*ASSIGNED TASK*
If a line in the records below holds the string "http", count it; give only the total.

--- DATASET CONTENT ---

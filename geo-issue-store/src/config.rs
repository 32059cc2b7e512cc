//! Store configuration.

use crate::errors::StoreError;

pub const DEFAULT_COLLECTION: &str = "civic_issues";

/// Connection settings for the Qdrant-backed store.
#[derive(Clone, Debug, PartialEq)]
pub struct GeoStoreConfig {
    /// Qdrant gRPC endpoint, e.g. `http://localhost:6334`.
    pub qdrant_url: String,
    /// Optional API key for Qdrant Cloud.
    pub qdrant_api_key: Option<String>,
    /// Target collection name.
    pub collection: String,
}

impl GeoStoreConfig {
    pub fn new(url: impl Into<String>, collection: impl Into<String>) -> Self {
        Self {
            qdrant_url: url.into(),
            qdrant_api_key: None,
            collection: collection.into(),
        }
    }

    /// Reads `QDRANT_URL`, `QDRANT_API_KEY` and `QDRANT_COLLECTION`.
    ///
    /// `Ok(None)` when `QDRANT_URL` is unset: the deployment runs without a
    /// persistent store.
    pub fn from_env() -> Result<Option<Self>, StoreError> {
        Self::from_lookup(|k| std::env::var(k).ok())
    }

    pub fn from_lookup(lookup: impl Fn(&str) -> Option<String>) -> Result<Option<Self>, StoreError> {
        let get = |k: &str| lookup(k).map(|v| v.trim().to_string()).filter(|v| !v.is_empty());

        let Some(url) = get("QDRANT_URL") else {
            return Ok(None);
        };
        let cfg = Self {
            qdrant_url: url,
            qdrant_api_key: get("QDRANT_API_KEY"),
            collection: get("QDRANT_COLLECTION").unwrap_or_else(|| DEFAULT_COLLECTION.into()),
        };
        cfg.validate()?;
        Ok(Some(cfg))
    }

    /// Validates config values.
    pub fn validate(&self) -> Result<(), StoreError> {
        let url = self.qdrant_url.trim();
        if url.is_empty() {
            return Err(StoreError::Config("qdrant_url is empty".into()));
        }
        if !(url.starts_with("http://") || url.starts_with("https://")) {
            return Err(StoreError::Config(
                "qdrant_url must start with http:// or https://".into(),
            ));
        }
        if self.collection.trim().is_empty() {
            return Err(StoreError::Config("collection is empty".into()));
        }
        Ok(())
    }
}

---

*WORKED SOLUTION*
3